Significant New Decisions

TRIFID Corp. v. National Imagery & Mapping Agency, No. 4:97-CV-2163, 1998 WL 410679 (E.D. Mo. July 17, 1998).

In a "reverse" FOIA decision involving challenges both to the agency's predisclosure notification procedures and the underlying merits of its disclosure decision, United States District Court Judge Charles A. Shaw upheld the decision of the National Imagery and Mapping Agency (NIMA) to release unit price information. The submitter, a NIMA contractor for computer software used "to create seamless photographic images," first raised numerous challenges to NIMA's predisclosure notification process -- specifically, the absence of detail in NIMA's disclosure decision and the lack of an administrative appeal and an opportunity to submit additional evidence. Judge Shaw rejected those challenges, holding that "effective judicial review" is possible so long as an agency "indicate[s] the determinative reason for the action taken" and, accordingly, "[a]n agency's explanation of its decision may be 'curt.'" Further, he held, an administrative appeal and "an opportunity to submit additional information" are simply "not a prerequisite to the adequacy of [an agency's] factfinding procedures." As to the merits of NIMA's disclosure decision, Judge Shaw, relying on numerous decisions from the District Court for the District of Columbia, found that the contract price information was "required" and therefore subject to the National Parks tests. Because the submitter's "objections to disclosure mainly detailed measures it took to guard and protect its pricing information" -- contentions which Judge Shaw found "simply not relevant to the National Parks analysis" -- NIMA's decision to release was upheld.
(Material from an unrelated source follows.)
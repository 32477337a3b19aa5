//! Linkage over arena-owned nodes.

pub mod chain;

pub use chain::{Chain, Handles, Iter, Link};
Judicial Watch, Inc. v. United States Dep't of Justice, No. 97-2089 (D.D.C. July 14, 1998).

Focusing on the importance of requesters' consulting agency FOIA regulations, United States District Court Judge Colleen Kollar-Kotelly held that she had no jurisdiction over a FOIA suit when the agency's FOIA offices had not received a misaddressed request ten working days prior to the filing of the suit. Judicial Watch, seeking records concerning Ruby Ridge, Waco, and Richard Jewell, mailed its request to the Attorney General on August 21, 1997. It was received on August 25 and, under agency regulations, forwarded to the referral unit, which transmitted it to eight appropriate components, all subsequent to September 18. Meanwhile, Judicial Watch sued on September 10 for agency failure to respond in a timely manner to its FOIA request. Relying on the agency's regulation that informs requesters that a "request not addressed to the appropriate component will be deemed not to have been received by the Department of Justice until [it has been] forwarded . . . to the appropriate component and that component has received the request," Judge Kollar-Kotelly observed that the requester "should have consulted the DOJ's regulations before submitting its request" -- which "could not be more clear on this point" -- and dismissed the suit because the requester had failed to exhaust its administrative remedies.
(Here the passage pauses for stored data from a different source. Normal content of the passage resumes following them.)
impl<T> Chain<T> {
    /// Creates an empty chain.
    pub fn new() -> Self {
        Self {
            id: next_instance_id(),
            arena: None,
            head: None,
            tail: None,
            len: 0,
            _marker: PhantomData,
        }
    }

    /// Identity recorded in the nodes this chain links.
    pub fn id(&self) -> u32 {
        self.id
    }

    /// Number of linked nodes.
    #[inline]
    pub fn len(&self) -> usize {
        self.len
    }

    /// Returns `true` if no node is linked.
    #[inline]
    pub fn is_empty(&self) -> bool {
        self.len == 0
    }

    /// Handle of the first node.
    #[inline]
    pub fn head(&self) -> Option<SlotHandle> {
        self.head
    }

    /// Handle of the last node.
    #[inline]
    pub fn tail(&self) -> Option<SlotHandle> {
        self.tail
    }

    /// Links `handle` after the current tail.
    ///
    /// The node's own link fields are overwritten, whatever they held. Fails
    /// without touching the chain if the node is already linked somewhere or
    /// does not resolve in `arena`.
    ///
    /// Complexity: O(1).
    pub fn append(
        &mut self,
        arena: &mut Arena<Link<T>>,
        handle: SlotHandle,
    ) -> Result<(), ChainError> {
        let result = self.link_back(arena, handle);
        self.trace_rejection(&result, handle);
        result
    }

    /// Unlinks `handle`, splicing its neighbours together.
    ///
    /// Fails without touching the chain if this chain does not link the node.
    ///
    /// Complexity: O(1).
    pub fn remove(
        &mut self,
        arena: &mut Arena<Link<T>>,
        handle: SlotHandle,
    ) -> Result<(), ChainError> {
        let result = self.unlink(arena, handle);
        self.trace_rejection(&result, handle);
        result
    }

    /// Unlinks `handle` and retires its slot, returning the value.
    ///
    /// Complexity: O(1).
    pub fn retire(
        &mut self,
        arena: &mut Arena<Link<T>>,
        handle: SlotHandle,
    ) -> Result<T, ChainError> {
        self.remove(arena, handle)?;
        let link = arena.retire(handle)?;
        Ok(link.into_value())
    }

    /// Iterates `(position, &value)` pairs from head to tail.
    ///
    /// Nothing beyond what the consumer pulls is visited. An arena other than
    /// the one the chain is bound to yields nothing.
    pub fn iter<'a>(&'a self, arena: &'a Arena<Link<T>>) -> Iter<'a, T> {
        Iter {
            arena,
            walk: self.walk(arena),
            index: 0,
        }
    }

    /// Iterates node handles from head to tail.
    pub fn handles<'a>(&'a self, arena: &'a Arena<Link<T>>) -> Handles<'a, T> {
        Handles {
            arena,
            walk: self.walk(arena),
        }
    }

    fn walk(&self, arena: &Arena<Link<T>>) -> Walk {
        let bound = self.arena == Some(arena.id());
        Walk {
            cursor: if bound { self.head } else { None },
            remaining: if bound { self.len } else { 0 },
        }
    }

    fn link_back(
        &mut self,
        arena: &mut Arena<Link<T>>,
        handle: SlotHandle,
    ) -> Result<(), ChainError> {
        if let Some(bound) = self.arena {
            if arena.id() != bound {
                return Err(ArenaError::Foreign {
                    handle,
                    arena: bound,
                }
                .into());
            }
        }
        if let Some(chain) = arena.try_get(handle)?.owner {
            return Err(ChainError::AlreadyLinked { handle, chain });
        }

        match self.tail {
            Some(tail) => arena.try_get_mut(tail)?.next = Some(handle),
            None => self.head = Some(handle),
        }

        let link = arena.try_get_mut(handle)?;
        link.prev = self.tail;
        link.next = None;
        link.owner = Some(self.id);
        arena.set_pinned(handle, true)?;

        self.arena = Some(arena.id());
        self.tail = Some(handle);
        self.len += 1;
        Ok(())
    }

    fn unlink(&mut self, arena: &mut Arena<Link<T>>, handle: SlotHandle) -> Result<(), ChainError> {
        let link = arena.try_get(handle)?;
        if link.owner != Some(self.id) {
            return Err(ChainError::NotLinked {
                handle,
                chain: self.id,
            });
        }
        let (prev, next) = (link.prev, link.next);

        // Resolve both neighbours before rewriting anything.
        for neighbour in [prev, next].into_iter().flatten() {
            arena.try_get(neighbour)?;
        }

        match prev {
            Some(prev) => arena.try_get_mut(prev)?.next = next,
            None => self.head = next,
        }
        match next {
            Some(next) => arena.try_get_mut(next)?.prev = prev,
            None => self.tail = prev,
        }

        arena.try_get_mut(handle)?.unlink();
        arena.set_pinned(handle, false)?;
        self.len -= 1;
        Ok(())
    }

    #[cfg(feature = "tracing")]
    fn trace_rejection(&self, result: &Result<(), ChainError>, handle: SlotHandle) {
        if let Err(err) = result {
            tracing::debug!(
                chain = self.id,
                handle = %handle,
                reason = err.reason(),
                "chain rejected node"
            );
        }
    }

    #[cfg(not(feature = "tracing"))]
    #[inline(always)]
    fn trace_rejection(&self, _result: &Result<(), ChainError>, _handle: SlotHandle) {}
}

impl<T> Default for Chain<T> {
    fn default() -> Self {
        Self::new()
    }
}

impl<T> fmt::Debug for Chain<T> {
    fn fmt(&self, f: &mut fmt::Formatter<'_>) -> fmt::Result {
        f.debug_struct("Chain")
            .field("id", &self.id)
            .field("arena", &self.arena)
            .field("head", &self.head)
            .field("tail", &self.tail)
            .field("len", &self.len)
            .finish()
    }
}

/// Traversal state shared by [`Iter`] and [`Handles`].
///
/// `remaining` is the number of nodes still ahead of the cursor.
#[derive(Clone, Copy)]
struct Walk {
    cursor: Option<SlotHandle>,
    remaining: usize,
}

impl Walk {
    fn step<'a, T>(&mut self, arena: &'a Arena<Link<T>>) -> Option<(SlotHandle, &'a Link<T>)> {
        if self.remaining == 0 {
            return None;
        }
        let handle = self.cursor?;
        let link = arena.get(handle)?;
        self.cursor = link.next;
        self.remaining -= 1;
        Some((handle, link))
    }

    fn done(&mut self) {
        self.remaining = 0;
    }
}

/// Iterator returned by [`Chain::iter`].
pub struct Iter<'a, T> {
    arena: &'a Arena<Link<T>>,
    walk: Walk,
    index: usize,
}

impl<'a, T> Iterator for Iter<'a, T> {
    type Item = (usize, &'a T);

    fn next(&mut self) -> Option<Self::Item> {
        match self.walk.step(self.arena) {
            Some((_, link)) => {
                let index = self.index;
                self.index += 1;
                Some((index, &link.value))
            }
            None => {
                self.walk.done();
                None
            }
        }
    }

    fn size_hint(&self) -> (usize, Option<usize>) {
        (self.walk.remaining, Some(self.walk.remaining))
    }
}

impl<T> ExactSizeIterator for Iter<'_, T> {}
impl<T> FusedIterator for Iter<'_, T> {}

/// Iterator returned by [`Chain::handles`].
pub struct Handles<'a, T> {
    arena: &'a Arena<Link<T>>,
    walk: Walk,
}

impl<T> Iterator for Handles<'_, T> {
    type Item = SlotHandle;

    fn next(&mut self) -> Option<Self::Item> {
        match self.walk.step(self.arena) {
            Some((handle, _)) => Some(handle),
            None => {
                self.walk.done();
                None
            }
        }
    }

    fn size_hint(&self) -> (usize, Option<usize>) {
        (self.walk.remaining, Some(self.walk.remaining))
    }
}

impl<T> ExactSizeIterator for Handles<'_, T> {}
impl<T> FusedIterator for Handles<'_, T> {}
National Ass'n of Criminal Defense Lawyers v. United States Dep't of Justice, No. 97-372 (D.D.C. July 22, 1998).

In a case involving a draft report of the investigation by the Justice Department's Inspector General "into allegations of wrongdoing and improper practices within the FBI Laboratory," United States District Court Judge Gladys Kessler held that even though the report was circulated to individuals outside of the Executive Branch, it was still entitled to protection under Exemption 5. The requester argued that the draft report was neither an "inter-agency nor an intra-agency document" because it had been provided to consultants "not in the government for review and comment" and that it was "available by law to a party" in litigation with the government because portions had been provided to "defense counsel in criminal cases as discoverable exculpatory material." On the first point, Judge Kessler ruled that "government operation requires open discussions among all government policy-makers and advisors, whether those giving advice are officially part of the agency or are solicited to give advice only for specific projects." Next, she found that the disclosures required in criminal discovery did "not make the Draft Report 'available by law'" because to do so would "penalize[ the agency] for making every effort to meet its constitutional disclosure obligations." She also ruled that the draft report contained no reasonably segregable nonexempt information because a comparison with the previously disclosed final report would reveal the decisionmaking by highlighting the differences between the two.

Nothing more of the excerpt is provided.